F. Debt Destruction and Lifestyle Management
- Debt Freeze and Snowball: Stop accumulating new debt immediately and systematically pay off existing debt, starting with the smallest, to build emotional momentum (following Dave Ramsey’s “Debt Snowball” principle).
- “You need to get your Debt Freeze on. And then destroy debt, once and for all.”
- “It is getting to tear up a statement—any statement, because it is fully paid off—that gives you a sense of momentum and gets you charged up to tackle the next one.”
- Quarterly Profit Distributions: Regularly celebrating profit (e.g., taking 50% of the Profit Account balance as a personal distribution quarterly) reinforces the positive habit and shows the business is serving the owner.
- “Your business is serving you, now.
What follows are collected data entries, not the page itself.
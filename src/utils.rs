//! Small helpers shared by the backend client and the Telegram adapter.

use anyhow::Result;
use std::time::Duration;
use tokio_retry::strategy::{jitter, ExponentialBackoff};
use tokio_retry::Retry;
use tracing::warn;

/// Safely truncates a string to a maximum character length (not bytes).
///
/// This is UTF-8 safe and will not panic on multi-byte characters.
///
/// # Examples
///
/// ```
/// use lemmy_votes_bot::utils::truncate_str;
/// let s = "Привет, мир!";
/// assert_eq!(truncate_str(s, 6), "Привет");
/// ```
pub fn truncate_str(s: impl AsRef<str>, max_chars: usize) -> String {
    let s = s.as_ref();
    if s.chars().count() <= max_chars {
        return s.to_string();
    }
    s.char_indices()
        .nth(max_chars)
        .map_or_else(|| s.to_string(), |(pos, _)| s[..pos].to_string())
}

/// Retry a Telegram API operation with exponential backoff.
///
/// The retry strategy uses exponential backoff with jitter:
/// - Initial delay: 500ms
/// - Max delay: 4s
/// - Max attempts: 3 (see constants in `config.rs`)
///
/// Retries repeat the same logical write, so a navigation action still
/// results in at most one visible change.
///
/// # Errors
///
/// Returns the last error if every attempt fails.
pub async fn retry_telegram_operation<F, Fut, T>(operation: F) -> Result<T>
where
    F: FnMut() -> Fut,
    Fut: std::future::Future<Output = Result<T>>,
{
    use crate::config::{
        TELEGRAM_API_INITIAL_BACKOFF_MS, TELEGRAM_API_MAX_BACKOFF_MS, TELEGRAM_API_MAX_RETRIES,
    };

    let retry_strategy = ExponentialBackoff::from_millis(TELEGRAM_API_INITIAL_BACKOFF_MS)
        .max_delay(Duration::from_millis(TELEGRAM_API_MAX_BACKOFF_MS))
        .map(jitter)
        .take(TELEGRAM_API_MAX_RETRIES);

    Retry::spawn(retry_strategy, operation).await.map_err(|e| {
        warn!(
            "Telegram API operation failed after {} attempts: {}",
            TELEGRAM_API_MAX_RETRIES, e
        );
        e
    })
}
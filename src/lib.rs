//! Lemmy vote navigator.
//!
//! Browses who voted on a Lemmy post or comment, one page at a time, through
//! a Telegram message with ◀ ▶ ⏹ controls. Batches are fetched lazily from a
//! vote-listing backend and cached, so going back never refetches.

/// Telegram adapter
pub mod bot;
/// Configuration and settings management
pub mod config;
/// Transport-agnostic page navigation
pub mod nav;
/// Shared helpers
pub mod utils;
/// Vote backend client, batch cursor and page rendering
pub mod votes;

#[cfg(test)]
pub mod testing;
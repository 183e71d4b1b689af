//! Vote-listing backend client
//!
//! One stateless `GET` per batch; no connection state is carried between fetches.

use super::{QueryParams, VoteAggregate, VoteBatch, VoteRecord, VotesError};
use chrono::{DateTime, Utc};
use reqwest::Client as HttpClient;
use serde::{Deserialize, Deserializer};
use std::time::Duration;
use tracing::debug;

/// Longest backend error body kept in `VotesError::Api`.
const MAX_ERROR_BODY_CHARS: usize = 500;

/// Source of vote batches
#[cfg_attr(test, mockall::automock)]
#[async_trait::async_trait]
pub trait VotesApi: Send + Sync {
    /// Fetch the batch addressed by `query` (resource, filters and current offset).
    async fn fetch_votes(&self, query: &QueryParams) -> Result<VoteBatch, VotesError>;
}

/// `reqwest`-backed client for the vote-listing backend
#[derive(Clone)]
pub struct HttpVotesClient {
    http_client: HttpClient,
    base_url: String,
}

impl HttpVotesClient {
    /// Create a client for `base_url` (e.g. `https://haters.example.com`).
    #[must_use]
    pub fn new(base_url: impl Into<String>, timeout: Duration) -> Self {
        let http_client = HttpClient::builder()
            .timeout(timeout)
            .build()
            .unwrap_or_else(|_| HttpClient::new());
        Self {
            http_client,
            base_url: base_url.into().trim_end_matches('/').to_string(),
        }
    }

    fn endpoint(&self, query: &QueryParams) -> String {
        format!("{}{}", self.base_url, query.resource().path())
    }
}

#[async_trait::async_trait]
impl VotesApi for HttpVotesClient {
    async fn fetch_votes(&self, query: &QueryParams) -> Result<VoteBatch, VotesError> {
        let url = self.endpoint(query);
        debug!(
            url = %url,
            offset = query.offset(),
            limit = query.page_size(),
            filter = %query.vote_filter(),
            "Fetching vote batch"
        );

        let response = self
            .http_client
            .get(&url)
            .query(&query.to_query_pairs())
            .send()
            .await
            .map_err(|e| VotesError::Network(e.to_string()))?;

        let status = response.status();
        let body = response
            .text()
            .await
            .map_err(|e| VotesError::Network(e.to_string()))?;

        if !status.is_success() {
            return Err(VotesError::Api {
                status: status.as_u16(),
                message: clean_error_body(&body),
            });
        }

        decode_batch(&body)
    }
}

/// Decode a backend response body into a `VoteBatch`.
///
/// # Errors
///
/// Returns `VotesError::Decode` when a required field is missing (including
/// `next_offset`, which must be present even when null) or has the wrong type.
pub fn decode_batch(body: &str) -> Result<VoteBatch, VotesError> {
    let wire: WireBatch =
        serde_json::from_str(body).map_err(|e| VotesError::Decode(e.to_string()))?;
    Ok(wire.into())
}

fn clean_error_body(body: &str) -> String {
    let trimmed = body.trim_start();
    if trimmed.starts_with("<!DOCTYPE") || trimmed.starts_with("<html") {
        return "server returned HTML error page".to_string();
    }
    if body.chars().count() > MAX_ERROR_BODY_CHARS {
        format!(
            "{}... (truncated)",
            crate::utils::truncate_str(body, MAX_ERROR_BODY_CHARS)
        )
    } else {
        body.to_string()
    }
}

#[derive(Deserialize)]
struct WireVote {
    name: String,
    score: i64,
    actor_id: String,
    #[serde(default)]
    created_utc: Option<f64>,
}

#[derive(Deserialize)]
struct WireBatch {
    votes: Vec<WireVote>,
    total_count: u64,
    #[serde(deserialize_with = "required_nullable")]
    next_offset: Option<u64>,
    #[serde(default)]
    total_score: Option<i64>,
    #[serde(default)]
    upvotes: Option<u64>,
    #[serde(default)]
    downvotes: Option<u64>,
}

// A plain `Option` field would silently accept a missing key; only an explicit
// `null` may signal exhaustion.
fn required_nullable<'de, D>(deserializer: D) -> Result<Option<u64>, D::Error>
where
    D: Deserializer<'de>,
{
    Option::<u64>::deserialize(deserializer)
}

#[allow(clippy::cast_possible_truncation)]
fn timestamp_from_secs(secs: f64) -> Option<DateTime<Utc>> {
    if !secs.is_finite() {
        return None;
    }
    let whole = secs.trunc() as i64;
    let nanos = ((secs - secs.trunc()) * 1e9) as u32;
    DateTime::from_timestamp(whole, nanos)
}

impl From<WireVote> for VoteRecord {
    fn from(vote: WireVote) -> Self {
        Self {
            author_name: vote.name,
            score: vote.score,
            author_ref: vote.actor_id,
            created_at: vote.created_utc.and_then(timestamp_from_secs),
        }
    }
}

impl From<WireBatch> for VoteBatch {
    fn from(wire: WireBatch) -> Self {
        let aggregate = match (wire.upvotes, wire.downvotes, wire.total_score) {
            (Some(upvotes), Some(downvotes), Some(total_score)) => Some(VoteAggregate {
                upvotes,
                downvotes,
                total_score,
            }),
            _ => None,
        };
        Self {
            records: wire.votes.into_iter().map(VoteRecord::from).collect(),
            total_count: wire.total_count,
            next_offset: wire.next_offset,
            aggregate,
        }
    }
}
You are going to take a distribution check every quarter. Every ninety days, profit will be shared to you.”
- “Lock In Your Lifestyle”: Resist the urge to increase personal spending as income grows. Create a significant gap between earnings and expenditures to build wealth and achieve financial freedom.
- “You will not expand your lifestyle in response. You need to accumulate cash—lots of it—and that means no new cars, no brand-new furniture or crazy vacations. For the next five years, you will lock it in and live the lifestyle you are designing now so that all of your extra profit goes toward giving you that ultimate reward: financial freedom.”
- Personal Application: The Profit First principles extend to personal finance, promoting financial freedom and teaching children sound money management.
G. The Role of Accountability and Continuous Improvement
- Accountability Groups: Joining or forming “Profit Pods” or “Profit Accelerator Groups” is crucial for maintaining discipline and consistent implementation of the system.
- “The worst enemy of Profit First is you… This is why it is imperative that we join (or start) an accountability group… immediately.”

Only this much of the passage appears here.